> What to do
Return each line of the entries that mentions the word "time".
◇ ◇ ◇ ◇
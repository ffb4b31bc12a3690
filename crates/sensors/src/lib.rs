//! Hardware boundary for the water-quality station.
//!
//! The station core never touches buses or pins directly. It pulls raw
//! analog counts through [`AnalogInput`] and drives the digital thermometer
//! through the two-phase [`TemperatureSensor`] protocol. The `sim` feature
//! (default) provides a stateful simulator for development without
//! hardware; `adc` enables the ADS1115 driver over I2C.

#[cfg(feature = "adc")]
pub mod ads1115;
pub mod onewire;
#[cfg(feature = "sim")]
pub mod sim;

/// Reading reported by a DS18B20-style probe that has dropped off the bus.
pub const DISCONNECTED_C: f32 = -127.0;

/// A source of raw ADC counts, one sample per input line per call.
pub trait AnalogInput: Send {
    /// Read one raw sample from `line`. Values are already clamped to the
    /// converter's full-scale range.
    fn sample(&mut self, line: u8) -> anyhow::Result<u16>;
}

/// Digital temperature probe with latent conversion.
///
/// `request_conversion` must return immediately; the result becomes
/// available to `read_celsius` once the conversion has finished.
pub trait TemperatureSensor: Send {
    /// Start a conversion. Returns `false` if the backend is still busy with
    /// the previous one and the request was not taken.
    fn request_conversion(&mut self) -> bool;

    /// Result of the most recent conversion in °C, [`DISCONNECTED_C`] when
    /// the probe is not responding, or `None` while a conversion is still
    /// running.
    fn read_celsius(&mut self) -> Option<f32>;
}

impl<T: AnalogInput + ?Sized> AnalogInput for Box<T> {
    fn sample(&mut self, line: u8) -> anyhow::Result<u16> {
        (**self).sample(line)
    }
}

impl<T: TemperatureSensor + ?Sized> TemperatureSensor for Box<T> {
    fn request_conversion(&mut self) -> bool {
        (**self).request_conversion()
    }

    fn read_celsius(&mut self) -> Option<f32> {
        (**self).read_celsius()
    }
}
//! ADS1115 16-bit ADC driver over I2C for the analog water-quality probes.
//!
//! Reads single-ended channels at PGA ±4.096 V, 860 SPS, single-shot mode.
//! Configure the station with `full_scale = 32767` and
//! `reference_voltage = 4.096` when using this backend.

use rppal::i2c::I2c;
use std::{thread, time::Duration};

use anyhow::{ensure, Context, Result};

use crate::AnalogInput;

// ── ADS1115 register addresses ──────────────────────────────────────────────

/// Conversion result register (read-only, 16-bit signed).
const REG_CONVERSION: u8 = 0x00;
/// Configuration register (read/write).
const REG_CONFIG: u8 = 0x01;

// ── Config register bit fields ──────────────────────────────────────────────
//
// Layout (MSB first):
//   [15]    OS      : write 1 to start single-shot conversion
//   [14:12] MUX     : input multiplexer (channel selection)
//   [11:9]  PGA     : programmable gain amplifier
//   [8]     MODE    : 0 = continuous, 1 = single-shot
//   [7:5]   DR      : data rate
//   [4:2]   comparator mode/polarity/latch
//   [1:0]   COMP_QUE: 11 = disable comparator (default)

/// OS=1 (start), PGA=001 (±4.096 V), MODE=1 (single-shot),
/// DR=111 (860 SPS), COMP_QUE=11 (comparator off).
const CONFIG_BASE: u16 = 0b1_000_001_1_111_0_0_0_11;

/// MUX values for single-ended reads (AINx vs GND).
const MUX_SHIFT: u8 = 12;
const MUX_SINGLE_ENDED: [u16; 4] = [0b100, 0b101, 0b110, 0b111];

pub const MAX_LINE: u8 = 3;

/// Single-ended full scale (15-bit unsigned).
pub const FULL_SCALE: u16 = 32767;

/// Conversion time at 860 SPS is ~1.2 ms.
const CONVERSION_WAIT: Duration = Duration::from_millis(2);

/// Bit 15 of the config register reads back 1 once the conversion is done.
const OS_READY_BIT: u16 = 1 << 15;

fn config_for_line(line: u8) -> u16 {
    CONFIG_BASE | (MUX_SINGLE_ENDED[usize::from(line)] << MUX_SHIFT)
}

/// Parse an I2C address such as `"0x48"` or `"72"`.
pub fn parse_address(s: &str) -> Result<u16> {
    let s = s.trim();
    let addr = match s.strip_prefix("0x").or_else(|| s.strip_prefix("0X")) {
        Some(hex) => u16::from_str_radix(hex, 16),
        None => s.parse(),
    }
    .with_context(|| format!("invalid I2C address {s:?}"))?;
    ensure!(
        (0x48..=0x4B).contains(&addr),
        "ADS1115 address {addr:#04x} must be 0x48-0x4b"
    );
    Ok(addr)
}

pub struct Ads1115 {
    i2c: I2c,
}

impl Ads1115 {
    /// Open I2C bus 1 and address the ADS1115 at `addr`.
    pub fn new(addr: u16) -> Result<Self> {
        let mut i2c = I2c::new()?;
        i2c.set_slave_address(addr)?;

        tracing::info!(addr = format_args!("0x{addr:02x}"), "ads1115 initialised");

        Ok(Self { i2c })
    }

    fn read_line(&mut self, line: u8) -> Result<i16> {
        let config = config_for_line(line);
        self.i2c.block_write(REG_CONFIG, &config.to_be_bytes())?;

        thread::sleep(CONVERSION_WAIT);

        for _ in 0..3 {
            let mut buf = [0u8; 2];
            self.i2c.block_read(REG_CONFIG, &mut buf)?;
            if u16::from_be_bytes(buf) & OS_READY_BIT != 0 {
                break;
            }
            thread::sleep(Duration::from_millis(1));
        }

        let mut buf = [0u8; 2];
        self.i2c.block_read(REG_CONVERSION, &mut buf)?;
        Ok(i16::from_be_bytes(buf))
    }
}

impl AnalogInput for Ads1115 {
    fn sample(&mut self, line: u8) -> Result<u16> {
        ensure!(
            line <= MAX_LINE,
            "ADS1115 input {line} out of range (0-{MAX_LINE})"
        );
        let raw = self
            .read_line(line)
            .with_context(|| format!("ads1115 read failed on AIN{line}"))?;
        // Single-ended reads are non-negative; clamp against bus corruption.
        Ok(raw.max(0) as u16)
    }
}

// ── Tests ───────────────────────────────────────────────────────────────────

#[cfg(test)]
mod tests {
    use super::*;

    // -- Config register construction -----------------------------------------

    #[test]
    fn config_register_per_line() {
        assert_eq!(config_for_line(0), 0xC3E3);
        assert_eq!(config_for_line(1), 0xD3E3);
        assert_eq!(config_for_line(2), 0xE3E3);
        assert_eq!(config_for_line(3), 0xF3E3);
    }

    #[test]
    fn config_base_has_correct_pga() {
        let pga = (CONFIG_BASE >> 9) & 0b111;
        assert_eq!(pga, 0b001, "PGA should be ±4.096 V");
    }

    #[test]
    fn config_base_is_single_shot() {
        assert_eq!((CONFIG_BASE >> 8) & 1, 1);
    }

    #[test]
    fn config_base_data_rate_860sps() {
        assert_eq!((CONFIG_BASE >> 5) & 0b111, 0b111);
    }

    // -- Address parsing ------------------------------------------------------

    #[test]
    fn parse_address_hex_and_decimal() {
        assert_eq!(parse_address("0x48").unwrap(), 0x48);
        assert_eq!(parse_address(" 0X49 ").unwrap(), 0x49);
        assert_eq!(parse_address("74").unwrap(), 0x4A);
    }

    #[test]
    fn parse_address_rejects_garbage_and_out_of_range() {
        assert!(parse_address("zz").is_err());
        assert!(parse_address("0x27").is_err());
    }
}
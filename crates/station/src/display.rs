//! Local two-line status display.

use tracing::debug;

use crate::calibration::CalibratedSample;

/// Somewhere to put the two status lines. Rendering is up to the sink.
pub trait Display: Send {
    fn show(&mut self, lines: &[String; 2]);
}

/// Default sink: logs the lines at debug level.
pub struct LogDisplay;

impl Display for LogDisplay {
    fn show(&mut self, lines: &[String; 2]) {
        debug!(line1 = %lines[0], line2 = %lines[1], "display");
    }
}

/// Format the latest sample, or zeros before the first commit.
pub fn display_lines(latest: Option<&CalibratedSample>) -> [String; 2] {
    let (ph, temperature) = latest.map_or((0.0, 0.0), |s| (s.ph, s.temperature));
    [format!("pH: {ph:.2}"), format!("Temp: {temperature:.2} C")]
}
◇ ◇ ◇ ◇
> Response area
use std::{thread, time::Duration};
/// Conversion time at 860 SPS is ~1.2 ms.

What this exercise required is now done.